The saying ‘gdzie dwóch Polaków tam trzy opinie‘ (two Poles, three opinions) summarizes how Poles love to argue and rarely agree with one another. Apparently, it originated in 1791 when Poles certainly had a lot to discuss – the new constitution, the threat of partitions by Russia, Prussia and Austria, the conflicting interests of magnates, nobles and peasants…you can’t blame Poles for being argumentative at a time like that!

It’s quite the opposite in the UK. The equivalent expression in the UK, would be ‘Two Brits, One Opinion‘. In the UK, we build trust by agreeing on something trivial, e.g. the weather, traffic, sport etc. This is the purpose of ‘small talk’ – when both parties agree that it’s nice weather for ducks (i.e. it’s raining), then they know that the other party is open to agreement and the conversation can move on to more challenging subjects.

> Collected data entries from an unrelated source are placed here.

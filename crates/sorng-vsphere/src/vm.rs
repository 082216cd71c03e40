//! VM lifecycle: power, reboot, delete, rename, resize and summaries.

use crate::api::VimApi;
use crate::attributes::resolve_custom_values;
use crate::error::VsphereResult;
use crate::inventory::find;
use crate::task::{execute_task, settle, settle_opt};
use crate::types::*;

use serde::{Deserialize, Serialize};
use std::collections::HashMap;

/// Fault raised by `ReconfigVM_Task` when vCPUs cannot change on a running VM.
pub const CPU_HOT_PLUG_NOT_SUPPORTED: &str = "CpuHotPlugNotSupported";

/// Summary of one VM.
#[derive(Debug, Clone, PartialEq, Serialize, Deserialize)]
pub struct VmMeta {
    #[serde(rename = "Name")]
    pub name: String,
    #[serde(rename = "PowerState")]
    pub power_state: PowerState,
    #[serde(rename = "CPU")]
    pub cpu: i32,
    /// Memory in GB (fractional)
    #[serde(rename = "RAM")]
    pub ram_gb: f64,
    #[serde(rename = "Attributes")]
    pub attributes: HashMap<String, String>,
}

pub struct VmManager<'a> {
    api: &'a dyn VimApi,
}

impl<'a> VmManager<'a> {
    pub fn new(api: &'a dyn VimApi) -> Self {
        Self { api }
    }

    /// Names of every VM in the inventory.
    pub async fn get_vms(&self) -> Option<Vec<String>> {
        let result = self.api.list_objects(ObjectKind::VirtualMachine).await;
        settle_opt(
            "get_vms",
            result.map(|vms| Some(vms.into_iter().map(|vm| vm.name).collect())),
        )
    }

    // ── Power ───────────────────────────────────────────────────────

    pub async fn power_on(&self, vm_name: &str) -> bool {
        let result: VsphereResult<_> = async {
            let vm = find(self.api, ObjectKind::VirtualMachine, vm_name).await?;
            self.set_power(&vm.moref, PowerState::PoweredOn).await
        }
        .await;
        settle("power_on", result)
    }

    pub async fn power_off(&self, vm_name: &str) -> bool {
        let result: VsphereResult<_> = async {
            let vm = find(self.api, ObjectKind::VirtualMachine, vm_name).await?;
            self.set_power(&vm.moref, PowerState::PoweredOff).await
        }
        .await;
        settle("power_off", result)
    }

    /// Reboot through the guest tools, falling back to a hard reset.
    pub async fn reboot(&self, vm_name: &str) -> bool {
        let result: VsphereResult<_> = async {
            let vm = find(self.api, ObjectKind::VirtualMachine, vm_name).await?;
            match self.api.reboot_guest(&vm.moref).await {
                Ok(()) => Ok(true),
                Err(e) => {
                    log::info!("Guest reboot of {vm_name} failed ({e}), resetting");
                    execute_task(self.api, self.api.reset_vm(&vm.moref)).await
                }
            }
        }
        .await;
        settle("reboot", result)
    }

    /// Destroy a VM, powering it off first when it is running.
    pub async fn delete_vm(&self, vm_name: &str) -> bool {
        let result: VsphereResult<_> = async {
            let vm = find(self.api, ObjectKind::VirtualMachine, vm_name).await?;
            if self.api.vm_power_state(&vm.moref).await? == PowerState::PoweredOn
                && !self.set_power(&vm.moref, PowerState::PoweredOff).await?
            {
                return Ok(false);
            }
            log::info!("Destroying VM {vm_name}");
            execute_task(self.api, self.api.destroy(&vm.moref)).await
        }
        .await;
        settle("delete_vm", result)
    }

    /// Rename a VM. The new name is always stored upper-cased.
    pub async fn rename_vm(&self, vm_name: &str, new_name: &str) -> bool {
        let result: VsphereResult<_> = async {
            let vm = find(self.api, ObjectKind::VirtualMachine, vm_name).await?;
            let new_name = new_name.to_uppercase();
            execute_task(self.api, self.api.rename(&vm.moref, &new_name)).await
        }
        .await;
        settle("rename_vm", result)
    }

    // ── Resize ──────────────────────────────────────────────────────

    /// Change the vCPU count and/or memory (GB).
    ///
    /// Downsizing a running VM powers it off first. A reconfiguration
    /// rejected with `CpuHotPlugNotSupported` on a running VM is retried
    /// once after powering off. A VM that was running is powered back on.
    pub async fn resize_vm(&self, vm_name: &str, cpu_count: Option<i32>, ram_gb: Option<i64>) -> bool {
        settle("resize_vm", self.resize(vm_name, cpu_count, ram_gb).await)
    }

    async fn resize(&self, vm_name: &str, cpu_count: Option<i32>, ram_gb: Option<i64>) -> VsphereResult<bool> {
        let vm = find(self.api, ObjectKind::VirtualMachine, vm_name).await?;
        let props = self.api.vm_properties(&vm.moref).await?;
        let was_on = props.power_state == PowerState::PoweredOn;

        let current_ram_gb = props.memory_mb as f64 / 1024.0;
        let downsizing = cpu_count.is_some_and(|c| c < props.num_cpu)
            || ram_gb.is_some_and(|gb| (gb as f64) < current_ram_gb);

        let spec = ConfigSpec {
            num_cpus: cpu_count,
            memory_mb: ram_gb.map(|gb| gb * 1024),
            device_change: Vec::new(),
        };

        if downsizing && was_on {
            log::info!("Powering off {vm_name} before downsizing");
            if !self.set_power(&vm.moref, PowerState::PoweredOff).await? {
                return Ok(false);
            }
        }

        let applied = match execute_task(self.api, self.api.reconfigure_vm(&vm.moref, &spec)).await {
            Err(e) if e.is_fault(CPU_HOT_PLUG_NOT_SUPPORTED) => {
                if self.api.vm_power_state(&vm.moref).await? != PowerState::PoweredOn {
                    return Err(e);
                }
                log::info!("{vm_name} does not support CPU hot plug, powering off to resize");
                if !self.set_power(&vm.moref, PowerState::PoweredOff).await? {
                    return Ok(false);
                }
                execute_task(self.api, self.api.reconfigure_vm(&vm.moref, &spec)).await?
            }
            other => other?,
        };
        if !applied {
            return Ok(false);
        }

        if was_on && self.api.vm_power_state(&vm.moref).await? == PowerState::PoweredOff {
            return self.set_power(&vm.moref, PowerState::PoweredOn).await;
        }
        Ok(true)
    }

    // ── Summaries ───────────────────────────────────────────────────

    pub async fn get_vm_meta(&self, vm_name: &str) -> Option<VmMeta> {
        let result: VsphereResult<_> = async {
            let vm = find(self.api, ObjectKind::VirtualMachine, vm_name).await?;
            self.meta(&vm.moref).await.map(Some)
        }
        .await;
        settle_opt("get_vm_meta", result)
    }

    /// Summaries for several VMs, matching names exactly. `None` as soon as
    /// one name is missing.
    pub async fn get_vm_metas_by_name(&self, vm_names: &[&str]) -> Option<Vec<VmMeta>> {
        if vm_names.is_empty() {
            return Some(Vec::new());
        }
        let result: VsphereResult<_> = async {
            let vms = self.api.list_objects(ObjectKind::VirtualMachine).await?;
            let mut metas = Vec::with_capacity(vm_names.len());
            for name in vm_names {
                let Some(vm) = vms.iter().find(|vm| vm.name == *name) else {
                    log::warn!("get_vm_metas_by_name: VM {name:?} not found");
                    return Ok(None);
                };
                metas.push(self.meta(&vm.moref).await?);
            }
            Ok(Some(metas))
        }
        .await;
        settle_opt("get_vm_metas_by_name", result)
    }

    async fn meta(&self, vm: &MoRef) -> VsphereResult<VmMeta> {
        let props = self.api.vm_properties(vm).await?;
        let attributes = resolve_custom_values(self.api, &props.custom_values).await?;
        Ok(VmMeta {
            name: props.name,
            power_state: props.power_state,
            cpu: props.num_cpu,
            ram_gb: props.memory_mb as f64 / 1024.0,
            attributes,
        })
    }

    /// Drive `vm` to `target`; already being there counts as success
    /// and submits nothing.
    async fn set_power(&self, vm: &MoRef, target: PowerState) -> VsphereResult<bool> {
        if self.api.vm_power_state(vm).await? == target {
            return Ok(true);
        }
        log::info!("Changing power state of {} to {}", vm.value, target.as_vim());
        match target {
            PowerState::PoweredOn => execute_task(self.api, self.api.power_on_vm(vm)).await,
            _ => execute_task(self.api, self.api.power_off_vm(vm)).await,
        }
    }
}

Indeed, in the UK, we rarely openly disagree with anyone. Disagreement is expressed as if you were actually agreeing (I hear what you say, I agree up to a point) even though we’re actually disagreeing. We even use the word ‘agreeable’ to describe a nice, reasonable person.

In Poland, disagreement is expressed much more directly and from the very beginning of an interaction. It’s how Poles build trust – by being open about their opinions, they are being honest. The listener knows exactly what the other person thinks and so can trust them.

And this is the trap! To reach the same goal – trusting someone – Poles and Brits use very different communication styles. In the UK, we are dishonest about our opinions and hide disagreement. While Poles are honest with their opinions and express disagreement openly.

This difference can be frustrating for the Brits and confusing for the Poles. I’ve worked with many British managers who led teams of Poles and were frustrated that their team members would openly disagree. Similarly, I’ve met so many Poles who were fooled into thinking that a British person agrees when actually they disagree.

  • Two Poles, three opinions.
  • Two Brits, one opinion.
  • Two cultures, two ways of building trust!